Directions for this task »
The answer must be every line below that holds the word "sadness".

Start of Records provided

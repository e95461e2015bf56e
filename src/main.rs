/*!
# moodstack

Command-line front end for the moodstack library.

## Usage

```text
moodstack [--log-format text|json] [-v] <COMMAND>

Commands:
  analyze  Analyze a piece of text and print the result as JSON
  stats    Print aggregate emotion statistics for an owner
  trends   Print an owner's stored analyses, oldest first
```

Logs go to stderr; command output on stdout is always JSON.

## Configuration

See [`moodstack::Config`] for the `MOODSTACK_*` environment variables.
*/

use clap::Parser;
use moodstack::ai::{OllamaClient, OllamaEmotionAnalyzer};
use moodstack::cli::{AnalyzeArgs, CliArgs, Command, WindowArgs};
use moodstack::constants::{
    DEFAULT_LOG_LEVEL, LOG_FORMAT_JSON, TRACING_ROOT_SPAN_NAME, TRACING_SERVICE_NAME,
};
use moodstack::db::Database;
use moodstack::emotion::{lexicon, AnalysisMode, EmotionAnalyzer, EmotionLexicon, EmotionService};
use moodstack::{AppResult, Config};
use serde::Serialize;
use std::io;
use std::process::ExitCode;
use tracing::{debug, error, info, info_span};
use tracing_subscriber::{fmt, layer::SubscriberExt, util::SubscriberInitExt, EnvFilter};

fn init_logging(log_format: &str, verbose: bool) {
    let level = if verbose { "debug" } else { DEFAULT_LOG_LEVEL };
    let env_filter = EnvFilter::try_from_default_env()
        .unwrap_or_else(|_| EnvFilter::new(format!("moodstack={}", level)));

    let registry = tracing_subscriber::registry().with(env_filter);
    if log_format == LOG_FORMAT_JSON {
        registry
            .with(fmt::layer().json().with_writer(io::stderr))
            .init();
    } else {
        registry.with(fmt::layer().with_writer(io::stderr)).init();
    }
}

fn print_json<T: Serialize>(value: &T) -> AppResult<()> {
    let rendered = serde_json::to_string_pretty(value).map_err(io::Error::from)?;
    println!("{}", rendered);
    Ok(())
}

fn analyze(config: &Config, lexicon: &EmotionLexicon, args: &AnalyzeArgs) -> AppResult<()> {
    let text = args.read_input()?;

    let mut analyzer = EmotionAnalyzer::new(lexicon);
    if args.mode != AnalysisMode::Local {
        let client = OllamaClient::new(config.ollama_url.as_str(), config.ai_timeout())?;
        analyzer = analyzer.with_external(OllamaEmotionAnalyzer::new(
            client,
            config.ai_model.as_str(),
        ));
    }

    let analysis = analyzer.analyze(&text, args.mode)?;
    print_json(&analysis)
}

fn open_service<'l>(config: &Config, lexicon: &'l EmotionLexicon) -> AppResult<EmotionService<'l>> {
    let db = Database::open(&config.db_path)?;
    db.initialize_schema()?;
    Ok(EmotionService::new(db, EmotionAnalyzer::new(lexicon)))
}

fn run(args: CliArgs) -> AppResult<()> {
    let config = Config::load()?;
    config.validate()?;
    debug!("Configuration: {:?}", config);

    let lexicon = lexicon::ensure_loaded(config.lexicon_path.as_deref());

    match &args.command {
        Command::Analyze(analyze_args) => analyze(&config, lexicon, analyze_args),
        Command::Stats(WindowArgs { owner, days }) => {
            let service = open_service(&config, lexicon)?;
            print_json(&service.statistics(*owner, *days)?)
        }
        Command::Trends(WindowArgs { owner, days }) => {
            let service = open_service(&config, lexicon)?;
            print_json(&service.emotion_trends(*owner, *days)?)
        }
    }
}

fn main() -> ExitCode {
    let args = CliArgs::parse();
    init_logging(&args.log_format, args.verbose);

    let span = info_span!(TRACING_ROOT_SPAN_NAME, service = TRACING_SERVICE_NAME);
    let _guard = span.enter();
    info!("Starting moodstack");

    match run(args) {
        Ok(()) => ExitCode::SUCCESS,
        Err(e) => {
            error!("{}", e);
            eprintln!("Error: {}", e);
            ExitCode::FAILURE
        }
    }
}
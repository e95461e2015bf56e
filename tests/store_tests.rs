//! Integration tests for the encrypted diary store.


use chrono::{Duration, Utc};
use moodstack::diary::{
    DiaryContent, DiaryRecord, EncryptionMode, EncryptionOptions, MatchType, Unlock,
};
use moodstack::errors::AppError;
use test_helpers::{temp_store, MASTER_KEY, OTHER_KEY, TEST_PASSWORD};

fn record_at(title: &str, content: &str, minutes_ago: i64) -> DiaryRecord {
    let mut record = DiaryRecord::new(title, content);
    record.created_at = Utc::now() - Duration::minutes(minutes_ago);
    record.updated_at = record.created_at;
    record
}

#[test]
fn test_each_mode_roundtrips() {
    let (_dir, store) = temp_store();

    let unified = DiaryRecord::new("unified", "plain day");
    let biometric = DiaryRecord::new("biometric", "fingerprint day");
    let individual = DiaryRecord::new("individual", "secret day");

    store.save(&unified, 1, &MASTER_KEY).unwrap();
    store
        .save_with_options(&biometric, 1, &MASTER_KEY, &EncryptionOptions::biometric())
        .unwrap();
    store
        .save_with_options(
            &individual,
            1,
            &MASTER_KEY,
            &EncryptionOptions::individual(TEST_PASSWORD),
        )
        .unwrap();

    let entry = store.get_decrypted(&unified.id, 1, &MASTER_KEY).unwrap();
    assert_eq!(entry.content.as_plaintext(), Some("plain day"));

    let entry = store.get_decrypted(&biometric.id, 1, &MASTER_KEY).unwrap();
    assert_eq!(entry.content.as_plaintext(), Some("fingerprint day"));
    assert_eq!(entry.encryption_mode, EncryptionMode::Biometric);

    let entry = store.get_decrypted(&individual.id, 1, &MASTER_KEY).unwrap();
    assert!(entry.content.is_locked());

    let entry = store
        .get_with_password(&individual.id, 1, TEST_PASSWORD)
        .unwrap();
    assert_eq!(entry.content.as_plaintext(), Some("secret day"));
}

#[test]
fn test_encryption_info_reports_salt_only_for_individual() {
    let (_dir, store) = temp_store();
    let unified = DiaryRecord::new("a", "a");
    let individual = DiaryRecord::new("b", "b");

    store.save(&unified, 1, &MASTER_KEY).unwrap();
    store
        .save_with_options(&individual, 1, &[], &EncryptionOptions::individual("pw"))
        .unwrap();

    let info = store.encryption_info(&unified.id, 1).unwrap();
    assert_eq!(info.mode, EncryptionMode::Unified);
    assert!(!info.has_salt);

    let info = store.encryption_info(&individual.id, 1).unwrap();
    assert_eq!(info.mode, EncryptionMode::Individual);
    assert!(info.has_salt);
}

#[test]
fn test_wrong_credentials_are_decryption_errors() {
    let (_dir, store) = temp_store();
    let unified = DiaryRecord::new("u", "content");
    let individual = DiaryRecord::new("i", "content");

    store.save(&unified, 9, &MASTER_KEY).unwrap();
    store
        .save_with_options(&individual, 9, &[], &EncryptionOptions::individual("right"))
        .unwrap();

    match store.get_decrypted(&unified.id, 9, &OTHER_KEY) {
        Err(AppError::Decryption {
            operation,
            diary_id,
            owner_id,
        }) => {
            assert_eq!(operation, "get_decrypted");
            assert_eq!(diary_id, unified.id);
            assert_eq!(owner_id, 9);
        }
        other => panic!("Expected decryption error, got {:?}", other),
    }

    let err = store.get_with_password(&individual.id, 9, "wrong").unwrap_err();
    assert!(err.is_decryption_failure());

    let err = store.get_with_password(&individual.id, 9, "").unwrap_err();
    assert!(matches!(err, AppError::InvalidArgument(_)));
}

#[test]
fn test_owner_scoping() {
    let (_dir, store) = temp_store();
    let record = DiaryRecord::new("mine", "owner one only");
    store.save(&record, 1, &MASTER_KEY).unwrap();

    assert!(matches!(
        store.get_decrypted(&record.id, 2, &MASTER_KEY),
        Err(AppError::NotFound(_))
    ));
    assert!(store.list_decrypted(2, &MASTER_KEY).unwrap().is_empty());
    assert!(matches!(
        store.delete(&record.id, 2),
        Err(AppError::NotFound(_))
    ));

    // Another owner cannot take over the id either
    let result = store.save(&record, 2, &MASTER_KEY);
    assert!(matches!(result, Err(AppError::InvalidArgument(_))));

    let entry = store.get_decrypted(&record.id, 1, &MASTER_KEY).unwrap();
    assert_eq!(entry.content.as_plaintext(), Some("owner one only"));
}

#[test]
fn test_list_is_newest_first_and_degrades_gracefully() {
    let (_dir, store) = temp_store();

    let oldest = record_at("oldest", "first", 30);
    let locked = record_at("locked", "needs password", 20);
    let foreign_key = record_at("foreign", "other key", 10);
    let newest = record_at("newest", "last", 0);

    store.save(&oldest, 1, &MASTER_KEY).unwrap();
    store
        .save_with_options(&locked, 1, &MASTER_KEY, &EncryptionOptions::individual("pw"))
        .unwrap();
    store.save(&foreign_key, 1, &OTHER_KEY).unwrap();
    store.save(&newest, 1, &MASTER_KEY).unwrap();

    let entries = store.list_decrypted(1, &MASTER_KEY).unwrap();
    let titles: Vec<&str> = entries.iter().map(|e| e.title.as_str()).collect();
    assert_eq!(titles, vec!["newest", "locked", "oldest"]);

    let locked_entry = &entries[1];
    assert_eq!(locked_entry.content, DiaryContent::Locked);
    assert_eq!(locked_entry.encryption_mode, EncryptionMode::Individual);
}

#[test]
fn test_save_replaces_by_id() {
    let (_dir, store) = temp_store();
    let mut record = DiaryRecord::new("draft", "first version").with_tags(["draft"]);
    store.save(&record, 1, &MASTER_KEY).unwrap();

    record.title = "final".to_string();
    record.content = "second version".to_string();
    record.tags = vec!["final".to_string(), "reviewed".to_string()];
    record.updated_at = Utc::now();
    store.save(&record, 1, &MASTER_KEY).unwrap();

    let entries = store.list_decrypted(1, &MASTER_KEY).unwrap();
    assert_eq!(entries.len(), 1);
    assert_eq!(entries[0].title, "final");
    assert_eq!(entries[0].content.as_plaintext(), Some("second version"));
    assert_eq!(entries[0].tags, vec!["final", "reviewed"]);
}

#[test]
fn test_mode_switch_to_individual_and_back() {
    let (_dir, store) = temp_store();
    let record = DiaryRecord::new("switch", "moving between modes");
    store.save(&record, 1, &MASTER_KEY).unwrap();
    let original = store.get_decrypted(&record.id, 1, &MASTER_KEY).unwrap();

    store
        .re_encrypt(
            &record.id,
            1,
            Unlock::MasterKey(&MASTER_KEY),
            &[],
            &EncryptionOptions::individual("pw"),
        )
        .unwrap();
    assert!(store.encryption_info(&record.id, 1).unwrap().has_salt);
    assert!(store
        .get_decrypted(&record.id, 1, &MASTER_KEY)
        .unwrap()
        .content
        .is_locked());

    store
        .re_encrypt(
            &record.id,
            1,
            Unlock::Password("pw"),
            &OTHER_KEY,
            &EncryptionOptions::unified(),
        )
        .unwrap();

    let info = store.encryption_info(&record.id, 1).unwrap();
    assert_eq!(info.mode, EncryptionMode::Unified);
    assert!(!info.has_salt);

    let entry = store.get_decrypted(&record.id, 1, &OTHER_KEY).unwrap();
    assert_eq!(entry.content.as_plaintext(), Some("moving between modes"));
    assert_eq!(entry.created_at, original.created_at);
    assert!(entry.updated_at >= entry.created_at);
}

#[test]
fn test_re_encrypt_requires_matching_credential() {
    let (_dir, store) = temp_store();
    let record = DiaryRecord::new("t", "c");
    store
        .save_with_options(&record, 1, &[], &EncryptionOptions::individual("pw"))
        .unwrap();

    let result = store.re_encrypt(
        &record.id,
        1,
        Unlock::MasterKey(&MASTER_KEY),
        &MASTER_KEY,
        &EncryptionOptions::unified(),
    );
    assert!(matches!(result, Err(AppError::InvalidArgument(_))));

    let result = store.re_encrypt(
        &record.id,
        1,
        Unlock::Password("nope"),
        &MASTER_KEY,
        &EncryptionOptions::unified(),
    );
    assert!(result.unwrap_err().is_decryption_failure());
}

#[test]
fn test_delete_then_missing() {
    let (_dir, store) = temp_store();
    let record = DiaryRecord::new("gone", "soon");
    store.save(&record, 1, &MASTER_KEY).unwrap();

    store.delete(&record.id, 1).unwrap();
    assert!(matches!(
        store.get_decrypted(&record.id, 1, &MASTER_KEY),
        Err(AppError::NotFound(_))
    ));
    assert!(matches!(store.delete(&record.id, 1), Err(AppError::NotFound(_))));
}

#[test]
fn test_invalid_records_rejected_before_storage() {
    let (_dir, store) = temp_store();

    let mut record = DiaryRecord::new("t", "c");
    record.id = String::new();
    assert!(matches!(
        store.save(&record, 1, &MASTER_KEY),
        Err(AppError::InvalidArgument(_))
    ));

    let mut record = DiaryRecord::new("t", "c");
    record.updated_at = record.created_at - Duration::seconds(1);
    assert!(matches!(
        store.save(&record, 1, &MASTER_KEY),
        Err(AppError::InvalidArgument(_))
    ));

    let options = EncryptionOptions::parse("individual", None);
    assert!(matches!(options, Err(AppError::InvalidArgument(_))));
    let options = EncryptionOptions::parse("rot13", None);
    assert!(matches!(options, Err(AppError::InvalidArgument(_))));
    assert!(store.list_decrypted(1, &MASTER_KEY).unwrap().is_empty());
}

#[test]
fn test_search_is_case_insensitive() {
    let (_dir, store) = temp_store();
    store
        .save(&DiaryRecord::new("Rainy Monday", "stayed in"), 1, &MASTER_KEY)
        .unwrap();
    store
        .save(&DiaryRecord::new("Tuesday", "The RAIN stopped"), 1, &MASTER_KEY)
        .unwrap();
    store
        .save(&DiaryRecord::new("Wednesday", "sunny"), 1, &MASTER_KEY)
        .unwrap();

    let hits = store.search(1, &MASTER_KEY, "rain").unwrap();
    assert_eq!(hits.len(), 2);

    let everything = store.search(1, &MASTER_KEY, "").unwrap();
    assert_eq!(everything.len(), 3);
}

#[test]
fn test_search_with_context_classifies_matches() {
    let (_dir, store) = temp_store();
    store
        .save(&DiaryRecord::new("walk", "a long walk by the river"), 1, &MASTER_KEY)
        .unwrap();
    store
        .save(&DiaryRecord::new("river day", "swimming"), 1, &MASTER_KEY)
        .unwrap();
    store
        .save(&DiaryRecord::new("River", "the river was cold"), 1, &MASTER_KEY)
        .unwrap();

    let mut results = store
        .search_with_context(1, &MASTER_KEY, "river", 5)
        .unwrap();
    results.sort_by(|a, b| a.entry.title.cmp(&b.entry.title));

    let types: Vec<(&str, MatchType)> = results
        .iter()
        .map(|r| (r.entry.title.as_str(), r.match_type))
        .collect();
    assert_eq!(
        types,
        vec![
            ("River", MatchType::Both),
            ("river day", MatchType::Title),
            ("walk", MatchType::Content),
        ]
    );

    let walk = &results[2];
    assert_eq!(walk.snippets, vec!["... the river"]);
    assert_eq!(results[0].snippets, vec!["the river was ..."]);
    assert!(results[1].snippets.is_empty());

    assert!(store
        .search_with_context(1, &MASTER_KEY, "", 5)
        .unwrap()
        .is_empty());
}

#[test]
fn test_locked_diaries_do_not_leak_through_search() {
    let (_dir, store) = temp_store();
    let record = DiaryRecord::new("private", "the word is marmalade");
    store
        .save_with_options(&record, 1, &[], &EncryptionOptions::individual("pw"))
        .unwrap();

    assert!(store.search(1, &MASTER_KEY, "marmalade").unwrap().is_empty());
    assert_eq!(store.search(1, &MASTER_KEY, "private").unwrap().len(), 1);
}
//! Aggregation of stored analyses.

use super::{Category, DominantEmotion, EmotionAnalysis, EmotionScores, SentimentLabel};
use crate::constants::TOP_KEYWORDS_LIMIT;
use serde::Serialize;
use std::collections::HashMap;

/// Number of analyses per sentiment label.
#[derive(Debug, Clone, Copy, Default, PartialEq, Eq, Serialize)]
pub struct SentimentCounts {
    pub positive: usize,
    pub negative: usize,
    pub neutral: usize,
}

impl SentimentCounts {
    fn record(&mut self, label: SentimentLabel) {
        match label {
            SentimentLabel::Positive => self.positive += 1,
            SentimentLabel::Negative => self.negative += 1,
            SentimentLabel::Neutral => self.neutral += 1,
        }
    }
}

/// Number of analyses per dominant emotion.
#[derive(Debug, Clone, Copy, Default, PartialEq, Eq, Serialize)]
pub struct EmotionDistribution {
    pub joy: usize,
    pub sadness: usize,
    pub anger: usize,
    pub fear: usize,
    pub love: usize,
    pub surprise: usize,
    pub disgust: usize,
    pub neutral: usize,
}

impl EmotionDistribution {
    fn slot(&mut self, dominant: DominantEmotion) -> &mut usize {
        match dominant {
            DominantEmotion::Category(Category::Joy) => &mut self.joy,
            DominantEmotion::Category(Category::Sadness) => &mut self.sadness,
            DominantEmotion::Category(Category::Anger) => &mut self.anger,
            DominantEmotion::Category(Category::Fear) => &mut self.fear,
            DominantEmotion::Category(Category::Love) => &mut self.love,
            DominantEmotion::Category(Category::Surprise) => &mut self.surprise,
            DominantEmotion::Category(Category::Disgust) => &mut self.disgust,
            DominantEmotion::Neutral => &mut self.neutral,
        }
    }

    pub fn get(&self, dominant: DominantEmotion) -> usize {
        match dominant {
            DominantEmotion::Category(category) => match category {
                Category::Joy => self.joy,
                Category::Sadness => self.sadness,
                Category::Anger => self.anger,
                Category::Fear => self.fear,
                Category::Love => self.love,
                Category::Surprise => self.surprise,
                Category::Disgust => self.disgust,
            },
            DominantEmotion::Neutral => self.neutral,
        }
    }
}

#[derive(Debug, Clone, PartialEq, Eq, Serialize)]
pub struct KeywordFrequency {
    pub keyword: String,
    pub count: usize,
}

/// Summary of an owner's analyses over a time window.
#[derive(Debug, Clone, Default, PartialEq, Serialize)]
#[serde(rename_all = "camelCase")]
pub struct EmotionStatistics {
    pub total_entries: usize,
    pub average_emotions: EmotionScores,
    pub sentiment_distribution: SentimentCounts,
    pub emotion_distribution: EmotionDistribution,
    /// Most frequent keywords, highest count first. Equal counts are ordered
    /// by keyword, which callers should not rely on.
    pub top_keywords: Vec<KeywordFrequency>,
}

impl EmotionStatistics {
    /// Aggregates analyses. An empty input yields the all-zero summary.
    pub fn aggregate<'a, I>(analyses: I) -> Self
    where
        I: IntoIterator<Item = &'a EmotionAnalysis>,
    {
        let mut stats = Self::default();
        let mut sums = EmotionScores::default();
        let mut keyword_counts: HashMap<&str, usize> = HashMap::new();

        for analysis in analyses {
            stats.total_entries += 1;
            for (category, score) in analysis.scores.iter() {
                sums.set(category, sums.get(category) + score);
            }
            stats.sentiment_distribution.record(analysis.sentiment_label);
            *stats.emotion_distribution.slot(analysis.dominant_emotion) += 1;
            for keyword in &analysis.keywords {
                *keyword_counts.entry(keyword.as_str()).or_default() += 1;
            }
        }

        if stats.total_entries == 0 {
            return stats;
        }

        let count = stats.total_entries as f64;
        stats.average_emotions = EmotionScores::from_fn(|c| sums.get(c) / count);

        let mut ranked: Vec<KeywordFrequency> = keyword_counts
            .into_iter()
            .map(|(keyword, count)| KeywordFrequency {
                keyword: keyword.to_string(),
                count,
            })
            .collect();
        ranked.sort_by(|a, b| b.count.cmp(&a.count).then_with(|| a.keyword.cmp(&b.keyword)));
        ranked.truncate(TOP_KEYWORDS_LIMIT);
        stats.top_keywords = ranked;

        stats
    }
}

End of Records provided

Problem solution »
    pub sadness: usize,
            DominantEmotion::Category(Category::Sadness) => &mut self.sadness,
                Category::Sadness => self.sadness,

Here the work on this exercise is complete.